告知事項については3項目だけなので一般的な生命保険の告知書よりも質問は少ないですが、その3項目に該当する場合の引受診査基準については一般の生命保険と同じように厳しくなります。

 

  • 最近3ヵ月以内に医師の治療(指示・指導を含みます。)・投薬を受けたことがありますか。
  • 過去3年以内に下記の病気で、手術を受けたことまたは2週間以上にわたり医師の治療(指示・指導を含みます。)・投薬を受けたことがありますか。

 

  • 狭心症、心筋こうそく、心臓弁膜症、先天性心臓病、心筋症、高血圧症、 不整脈、その他心臓病
  • 脳卒中(脳出血・脳こうそく・くも膜下出血)、脳動脈硬化症、その他脳の病気
  • 精神病、うつ病、神経症、てんかん、自律神経失調症、アルコール依存症、薬物依存症 、知的障害、認知症
  • ぜんそく、慢性気管支炎、肺結核、肺気腫、気管支拡張症
  • 胃かいよう、十二指腸かいよう、かいよう性大腸炎、すい臓炎 、クローン病
  • 肝炎、肝硬変、肝機能障害
  • 腎炎、ネフローゼ、腎不全
  • 緑内障、網膜の病気、角膜の病気
  • ガン、肉腫、白血病、しゅよう、ポリープ
  • 糖尿病、リウマチ、こうげん病、貧血症、紫斑病
  • 子宮筋腫、 子宮内膜症、 乳腺症、 卵巣のう腫
  • 手・足の欠損または機能に障害がありますか。または、背骨(脊柱)・視力・聴力・言語・そしゃく機能に障害がありますか。

 

告知書に記入する上で気をつける点は、「2週間以上にわたり医師の治療(指示・指導を含みます。)・投薬を受けたことがありますか」という点です。連続でなくても2週間以上にわたり、記名されている病名に該当する場合には正確に記入する必要があります。

 

 

団信はどこの保険会社が引受するの

通常の団体信用生命保険は、保険会社が共同で引受けています。
共同で引受ける場合は、幹事会社をたて、他の引受生命保険会社の委任を受けて事務を行います。

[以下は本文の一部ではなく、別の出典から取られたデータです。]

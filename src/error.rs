use std::{io, time::SystemTimeError};

use axum::{
    Json,
    http::StatusCode,
    response::{IntoResponse, Response},
};
use deadpool::managed::{BuildError, PoolError};
use diesel::{ConnectionError, result::DatabaseErrorKind, result::Error as DieselError};
use diesel_async::pooled_connection::PoolError as DieselPoolError;
use log::error;
use redis::RedisError;
use serde::Serialize;
use serde_json::Error as JsonError;
use thiserror::Error;
use tokio::task::JoinError;
use toml::de::Error as TomlError;

#[derive(Debug, Error)]
pub enum Error {
    #[error(transparent)]
    SqlError(#[from] DieselError),
    #[error(transparent)]
    PoolError(#[from] PoolError<DieselPoolError>),
    #[error(transparent)]
    BuildError(#[from] BuildError),
    #[error(transparent)]
    RedisError(#[from] RedisError),
    #[error(transparent)]
    ConnectionError(#[from] ConnectionError),
    #[error(transparent)]
    JoinError(#[from] JoinError),
    #[error(transparent)]
    IoError(#[from] io::Error),
    #[error(transparent)]
    TomlError(#[from] TomlError),
    #[error(transparent)]
    JsonError(#[from] JsonError),
    #[error(transparent)]
    SystemTimeError(#[from] SystemTimeError),
    #[error(transparent)]
    RandomError(#[from] getrandom::Error),
    #[error("{0}")]
    MigrationError(String),
    #[error("{0}")]
    PasswordHashError(String),
    #[error("{0}")]
    BadRequest(String),
    #[error("{0}")]
    Unauthorized(String),
    #[error("{0}")]
    Forbidden(String),
    #[error("{0}")]
    Conflict(String),
}

impl Error {
    fn status_code(&self) -> StatusCode {
        match self {
            Error::SqlError(DieselError::NotFound) => StatusCode::NOT_FOUND,
            Error::SqlError(DieselError::DatabaseError(
                DatabaseErrorKind::UniqueViolation,
                _,
            )) => StatusCode::CONFLICT,
            // Store unavailable or timed out, safe for the caller to retry
            Error::PoolError(_) | Error::ConnectionError(_) | Error::RedisError(_) => {
                StatusCode::SERVICE_UNAVAILABLE
            }
            Error::BadRequest(_) => StatusCode::BAD_REQUEST,
            Error::Unauthorized(_) => StatusCode::UNAUTHORIZED,
            Error::Forbidden(_) => StatusCode::FORBIDDEN,
            Error::Conflict(_) => StatusCode::CONFLICT,
            _ => StatusCode::INTERNAL_SERVER_ERROR,
        }
    }
}

impl IntoResponse for Error {
    fn into_response(self) -> Response {
        let status_code = self.status_code();

        error!("{}: {}", status_code, self);

        (status_code, Json(WebError::new(self.to_string()))).into_response()
    }
}

#[derive(Serialize)]
struct WebError {
    message: String,
}

impl WebError {
    fn new(message: String) -> Self {
        Self { message }
    }
}

#[cfg(test)]
mod tests {
    use super::*;

    #[test]
    fn not_found_maps_to_404() {
        let error = Error::from(DieselError::NotFound);
        assert_eq!(error.status_code(), StatusCode::NOT_FOUND);
    }

    #[test]
    fn unique_violation_maps_to_conflict() {
        let error = Error::from(DieselError::DatabaseError(
            DatabaseErrorKind::UniqueViolation,
            Box::new("duplicate key".to_string()),
        ));
        assert_eq!(error.status_code(), StatusCode::CONFLICT);
    }

    #[test]
    fn caller_errors_map_to_4xx() {
        assert_eq!(
            Error::BadRequest("bad".to_string()).status_code(),
            StatusCode::BAD_REQUEST
        );
        assert_eq!(
            Error::Unauthorized("no token".to_string()).status_code(),
            StatusCode::UNAUTHORIZED
        );
        assert_eq!(
            Error::Forbidden("not yours".to_string()).status_code(),
            StatusCode::FORBIDDEN
        );
        assert_eq!(
            Error::Conflict("already friends".to_string()).status_code(),
            StatusCode::CONFLICT
        );
    }

    #[test]
    fn unexpected_errors_map_to_500() {
        let error = Error::from(DieselError::RollbackTransaction);
        assert_eq!(error.status_code(), StatusCode::INTERNAL_SERVER_ERROR);
    }
}
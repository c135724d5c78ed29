mod friend;
mod me;
mod rating;
mod spot;
mod user;

pub use friend::Friend;
pub use friend::FriendRequest;
pub use friend::PendingRequest;
pub use me::Me;
pub use rating::Rating;
pub use rating::RatingTally;
pub use spot::Spot;
pub use spot::VisibilityFilter;
pub use user::User;

fn load_or_empty<T>(
    query_result: Result<Vec<T>, diesel::result::Error>,
) -> Result<Vec<T>, diesel::result::Error> {
    match query_result {
        Ok(vec) => Ok(vec),
        Err(diesel::result::Error::NotFound) => Ok(Vec::new()),
        Err(e) => Err(e),
    }
}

引受保険会社は引受割合に応じて契約上の権利を有し保険金支払等の義務を負います。

共同での引受生命保険会社の例

日本生命保険相互会社(事務幹事会社)、第一生命保険株式会社、明治安田生命保険相互会社、富国生命保険相互会社、住友生命保険相互会社

このように共同で団体信用生命保険を引受けています。

ワイド団信の引受の場合

また、ワイド団信という引受条件緩和型団体信用生命があります。こちらは、カーディフ生命やクレディ・アグリコル生命など外資系保険会社1社だけで引受けることもあります。

まとめ

団体信用生命保険の加入条件としては、健康状態がすべてといっても過言ではありません。いくら収入面や個人信用情報に問題がなくても、告知に傷病歴を記載してNGが出されては住宅ローンの融資は受けられません。